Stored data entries
------------------------------------------------
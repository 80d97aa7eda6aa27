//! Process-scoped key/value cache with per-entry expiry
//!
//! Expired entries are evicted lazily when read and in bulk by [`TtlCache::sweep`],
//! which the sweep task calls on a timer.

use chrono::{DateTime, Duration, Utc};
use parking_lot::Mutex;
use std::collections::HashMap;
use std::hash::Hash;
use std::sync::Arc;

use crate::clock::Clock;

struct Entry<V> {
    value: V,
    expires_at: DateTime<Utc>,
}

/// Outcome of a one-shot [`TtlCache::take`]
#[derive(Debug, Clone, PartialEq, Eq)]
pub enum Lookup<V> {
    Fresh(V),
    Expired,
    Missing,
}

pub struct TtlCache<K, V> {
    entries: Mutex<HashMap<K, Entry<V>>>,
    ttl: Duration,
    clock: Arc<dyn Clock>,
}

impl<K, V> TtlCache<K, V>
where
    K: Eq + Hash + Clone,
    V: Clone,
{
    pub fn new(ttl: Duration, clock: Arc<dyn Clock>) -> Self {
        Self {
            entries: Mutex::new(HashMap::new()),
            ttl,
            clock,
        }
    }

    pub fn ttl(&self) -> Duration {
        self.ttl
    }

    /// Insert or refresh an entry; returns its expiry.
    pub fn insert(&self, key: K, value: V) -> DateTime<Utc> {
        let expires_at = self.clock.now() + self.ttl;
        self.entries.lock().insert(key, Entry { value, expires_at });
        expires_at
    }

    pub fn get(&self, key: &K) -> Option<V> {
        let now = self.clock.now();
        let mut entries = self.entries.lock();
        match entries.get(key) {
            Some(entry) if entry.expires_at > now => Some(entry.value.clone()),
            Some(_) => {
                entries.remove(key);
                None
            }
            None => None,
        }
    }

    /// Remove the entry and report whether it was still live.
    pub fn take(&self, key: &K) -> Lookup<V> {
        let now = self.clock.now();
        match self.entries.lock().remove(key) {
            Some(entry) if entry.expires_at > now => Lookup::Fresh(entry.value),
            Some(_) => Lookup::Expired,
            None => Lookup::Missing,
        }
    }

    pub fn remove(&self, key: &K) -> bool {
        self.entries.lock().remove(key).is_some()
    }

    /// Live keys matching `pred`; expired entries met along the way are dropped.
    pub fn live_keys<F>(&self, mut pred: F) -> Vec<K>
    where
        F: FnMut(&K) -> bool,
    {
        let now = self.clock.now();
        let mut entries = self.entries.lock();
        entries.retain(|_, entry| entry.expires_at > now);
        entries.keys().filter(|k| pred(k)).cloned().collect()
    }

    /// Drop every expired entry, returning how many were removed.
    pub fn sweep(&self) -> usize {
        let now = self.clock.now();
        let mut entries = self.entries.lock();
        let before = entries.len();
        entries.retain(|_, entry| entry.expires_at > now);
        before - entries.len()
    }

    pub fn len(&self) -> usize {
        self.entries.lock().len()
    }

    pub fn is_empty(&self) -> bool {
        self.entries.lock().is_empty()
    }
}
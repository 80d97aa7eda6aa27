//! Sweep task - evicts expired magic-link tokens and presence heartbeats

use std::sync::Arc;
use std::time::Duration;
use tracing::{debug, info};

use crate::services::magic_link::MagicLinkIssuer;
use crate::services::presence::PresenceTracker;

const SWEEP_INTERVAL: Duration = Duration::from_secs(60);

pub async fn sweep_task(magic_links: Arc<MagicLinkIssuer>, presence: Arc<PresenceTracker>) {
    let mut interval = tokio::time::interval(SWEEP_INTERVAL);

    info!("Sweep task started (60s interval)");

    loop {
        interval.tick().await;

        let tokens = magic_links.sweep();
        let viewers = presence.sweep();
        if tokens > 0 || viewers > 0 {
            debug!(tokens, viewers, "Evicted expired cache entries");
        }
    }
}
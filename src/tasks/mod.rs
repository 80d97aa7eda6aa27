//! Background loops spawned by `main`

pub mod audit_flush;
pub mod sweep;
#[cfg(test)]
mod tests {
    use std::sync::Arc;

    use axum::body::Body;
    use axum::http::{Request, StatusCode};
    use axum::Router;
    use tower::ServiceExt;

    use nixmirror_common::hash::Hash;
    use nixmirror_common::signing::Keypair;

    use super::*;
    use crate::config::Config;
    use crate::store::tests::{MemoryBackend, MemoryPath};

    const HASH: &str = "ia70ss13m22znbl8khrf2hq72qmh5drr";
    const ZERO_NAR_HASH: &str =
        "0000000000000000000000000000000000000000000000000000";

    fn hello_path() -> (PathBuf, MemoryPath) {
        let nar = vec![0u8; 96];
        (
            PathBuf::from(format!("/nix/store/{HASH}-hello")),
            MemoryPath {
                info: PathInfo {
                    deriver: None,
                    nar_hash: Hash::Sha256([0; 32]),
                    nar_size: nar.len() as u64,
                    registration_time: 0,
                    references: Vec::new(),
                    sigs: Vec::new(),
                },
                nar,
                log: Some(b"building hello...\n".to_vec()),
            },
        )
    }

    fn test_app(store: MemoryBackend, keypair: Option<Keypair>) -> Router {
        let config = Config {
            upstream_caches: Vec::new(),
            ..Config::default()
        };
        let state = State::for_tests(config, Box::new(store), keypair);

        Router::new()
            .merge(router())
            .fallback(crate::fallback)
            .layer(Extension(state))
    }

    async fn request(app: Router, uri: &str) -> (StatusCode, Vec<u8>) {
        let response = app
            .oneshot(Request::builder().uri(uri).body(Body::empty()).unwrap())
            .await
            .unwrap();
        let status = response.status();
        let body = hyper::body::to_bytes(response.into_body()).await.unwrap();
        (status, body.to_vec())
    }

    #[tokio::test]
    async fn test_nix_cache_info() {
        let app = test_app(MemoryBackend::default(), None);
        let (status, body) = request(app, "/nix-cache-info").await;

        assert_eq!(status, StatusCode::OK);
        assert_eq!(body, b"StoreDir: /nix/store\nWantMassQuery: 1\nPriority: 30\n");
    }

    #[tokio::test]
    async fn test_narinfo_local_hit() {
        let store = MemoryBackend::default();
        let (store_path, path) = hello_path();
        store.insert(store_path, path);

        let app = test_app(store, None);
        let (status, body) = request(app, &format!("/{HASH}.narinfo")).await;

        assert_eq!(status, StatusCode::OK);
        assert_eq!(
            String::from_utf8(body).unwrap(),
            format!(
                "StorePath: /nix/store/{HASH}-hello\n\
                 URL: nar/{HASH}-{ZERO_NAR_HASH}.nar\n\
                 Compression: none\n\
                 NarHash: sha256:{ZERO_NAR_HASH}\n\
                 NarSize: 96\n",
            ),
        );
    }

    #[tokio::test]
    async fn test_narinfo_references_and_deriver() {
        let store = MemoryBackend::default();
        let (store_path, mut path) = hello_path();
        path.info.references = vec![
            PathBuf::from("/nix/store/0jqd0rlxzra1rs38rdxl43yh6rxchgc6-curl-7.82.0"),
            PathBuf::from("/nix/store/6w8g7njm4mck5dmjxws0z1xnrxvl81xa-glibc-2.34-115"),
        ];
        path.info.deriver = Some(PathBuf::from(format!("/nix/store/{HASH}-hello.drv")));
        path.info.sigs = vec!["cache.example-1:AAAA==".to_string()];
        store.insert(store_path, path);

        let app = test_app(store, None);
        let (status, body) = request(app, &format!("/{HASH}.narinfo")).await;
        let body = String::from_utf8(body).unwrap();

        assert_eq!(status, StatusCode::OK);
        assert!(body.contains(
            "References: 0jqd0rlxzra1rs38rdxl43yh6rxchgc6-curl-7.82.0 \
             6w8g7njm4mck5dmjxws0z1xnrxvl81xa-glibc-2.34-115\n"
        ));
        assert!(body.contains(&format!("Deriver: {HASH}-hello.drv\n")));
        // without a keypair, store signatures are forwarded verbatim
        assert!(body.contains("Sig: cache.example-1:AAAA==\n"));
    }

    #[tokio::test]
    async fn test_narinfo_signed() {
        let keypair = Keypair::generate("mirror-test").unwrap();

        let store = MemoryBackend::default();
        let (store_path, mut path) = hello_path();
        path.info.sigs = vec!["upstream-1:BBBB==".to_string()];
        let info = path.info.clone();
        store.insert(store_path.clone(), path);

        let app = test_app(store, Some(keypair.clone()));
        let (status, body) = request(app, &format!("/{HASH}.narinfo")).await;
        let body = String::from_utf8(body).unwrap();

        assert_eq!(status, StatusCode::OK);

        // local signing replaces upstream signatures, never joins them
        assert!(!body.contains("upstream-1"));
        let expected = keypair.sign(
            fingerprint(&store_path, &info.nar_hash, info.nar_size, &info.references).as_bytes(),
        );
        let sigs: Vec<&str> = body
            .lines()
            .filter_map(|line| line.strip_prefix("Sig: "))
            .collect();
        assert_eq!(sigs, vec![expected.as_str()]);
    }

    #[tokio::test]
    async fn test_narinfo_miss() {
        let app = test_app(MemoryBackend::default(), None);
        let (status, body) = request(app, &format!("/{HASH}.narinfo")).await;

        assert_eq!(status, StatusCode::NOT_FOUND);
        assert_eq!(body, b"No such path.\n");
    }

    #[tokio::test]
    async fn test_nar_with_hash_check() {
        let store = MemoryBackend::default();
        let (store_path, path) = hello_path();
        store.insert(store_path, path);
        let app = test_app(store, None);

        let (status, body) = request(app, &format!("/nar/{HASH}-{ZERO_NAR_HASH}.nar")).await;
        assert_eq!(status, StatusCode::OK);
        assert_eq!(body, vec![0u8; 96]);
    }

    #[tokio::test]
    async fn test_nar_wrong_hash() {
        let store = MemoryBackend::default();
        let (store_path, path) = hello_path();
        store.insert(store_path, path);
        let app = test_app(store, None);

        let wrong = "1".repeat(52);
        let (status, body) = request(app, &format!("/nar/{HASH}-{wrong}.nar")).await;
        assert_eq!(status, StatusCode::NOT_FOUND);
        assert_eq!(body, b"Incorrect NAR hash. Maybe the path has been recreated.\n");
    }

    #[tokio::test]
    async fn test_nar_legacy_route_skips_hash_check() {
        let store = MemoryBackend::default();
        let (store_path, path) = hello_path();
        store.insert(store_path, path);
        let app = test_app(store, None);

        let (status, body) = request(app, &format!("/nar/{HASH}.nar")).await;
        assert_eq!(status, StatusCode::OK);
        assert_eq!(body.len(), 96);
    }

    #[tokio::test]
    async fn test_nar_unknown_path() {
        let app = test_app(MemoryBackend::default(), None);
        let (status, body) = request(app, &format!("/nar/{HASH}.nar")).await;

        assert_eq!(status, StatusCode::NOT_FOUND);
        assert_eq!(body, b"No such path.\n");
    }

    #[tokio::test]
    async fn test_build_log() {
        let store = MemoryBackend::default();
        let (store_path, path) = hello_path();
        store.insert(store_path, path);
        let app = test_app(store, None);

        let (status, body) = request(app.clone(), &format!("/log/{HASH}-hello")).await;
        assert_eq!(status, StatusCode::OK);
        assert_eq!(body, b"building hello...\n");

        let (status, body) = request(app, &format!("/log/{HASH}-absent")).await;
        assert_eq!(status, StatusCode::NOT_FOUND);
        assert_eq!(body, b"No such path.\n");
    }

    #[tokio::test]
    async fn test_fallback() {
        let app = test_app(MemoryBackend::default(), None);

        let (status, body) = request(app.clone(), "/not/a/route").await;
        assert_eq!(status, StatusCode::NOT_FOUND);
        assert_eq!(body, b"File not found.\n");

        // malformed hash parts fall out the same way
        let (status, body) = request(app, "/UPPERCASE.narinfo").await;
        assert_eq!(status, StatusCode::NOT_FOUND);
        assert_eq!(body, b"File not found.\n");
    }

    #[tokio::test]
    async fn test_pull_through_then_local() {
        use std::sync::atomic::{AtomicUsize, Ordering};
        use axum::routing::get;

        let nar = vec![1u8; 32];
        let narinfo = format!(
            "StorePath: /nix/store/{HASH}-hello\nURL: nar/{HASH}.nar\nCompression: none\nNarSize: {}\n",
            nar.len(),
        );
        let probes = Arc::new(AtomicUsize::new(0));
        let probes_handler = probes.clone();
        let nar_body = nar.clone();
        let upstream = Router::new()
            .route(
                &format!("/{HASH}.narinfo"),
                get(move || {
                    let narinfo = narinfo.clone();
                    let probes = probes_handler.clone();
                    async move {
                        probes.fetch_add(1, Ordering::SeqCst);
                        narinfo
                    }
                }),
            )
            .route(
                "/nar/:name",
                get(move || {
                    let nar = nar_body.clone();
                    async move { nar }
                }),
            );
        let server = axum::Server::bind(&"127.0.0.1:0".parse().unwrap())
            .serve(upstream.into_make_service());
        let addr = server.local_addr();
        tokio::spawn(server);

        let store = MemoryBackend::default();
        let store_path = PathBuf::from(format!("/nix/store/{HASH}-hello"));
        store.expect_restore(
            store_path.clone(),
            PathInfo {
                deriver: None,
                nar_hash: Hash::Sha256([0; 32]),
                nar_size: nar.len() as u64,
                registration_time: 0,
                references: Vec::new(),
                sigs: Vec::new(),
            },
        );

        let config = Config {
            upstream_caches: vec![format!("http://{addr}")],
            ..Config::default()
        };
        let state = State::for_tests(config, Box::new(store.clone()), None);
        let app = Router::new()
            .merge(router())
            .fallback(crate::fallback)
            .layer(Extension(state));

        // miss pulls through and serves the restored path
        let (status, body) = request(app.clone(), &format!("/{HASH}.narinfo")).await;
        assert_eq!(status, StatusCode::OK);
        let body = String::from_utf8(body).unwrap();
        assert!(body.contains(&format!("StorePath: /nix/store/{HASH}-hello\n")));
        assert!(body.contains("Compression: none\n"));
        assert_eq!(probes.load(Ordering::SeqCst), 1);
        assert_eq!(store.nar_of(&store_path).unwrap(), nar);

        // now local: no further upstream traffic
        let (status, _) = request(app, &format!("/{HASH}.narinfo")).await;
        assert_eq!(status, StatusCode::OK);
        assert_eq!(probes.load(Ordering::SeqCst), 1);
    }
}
------------------------------------------------
> _EXERCISE INSTRUCTIONS_:
What belongs in the answer is each line of the data that has the word "Duration".

> _OUTPUT BELOW_:
use chrono::{DateTime, Duration, Utc};
    ttl: Duration,
    pub fn new(ttl: Duration, clock: Arc<dyn Clock>) -> Self {
    pub fn ttl(&self) -> Duration {
use std::time::Duration;
const SWEEP_INTERVAL: Duration = Duration::from_secs(60);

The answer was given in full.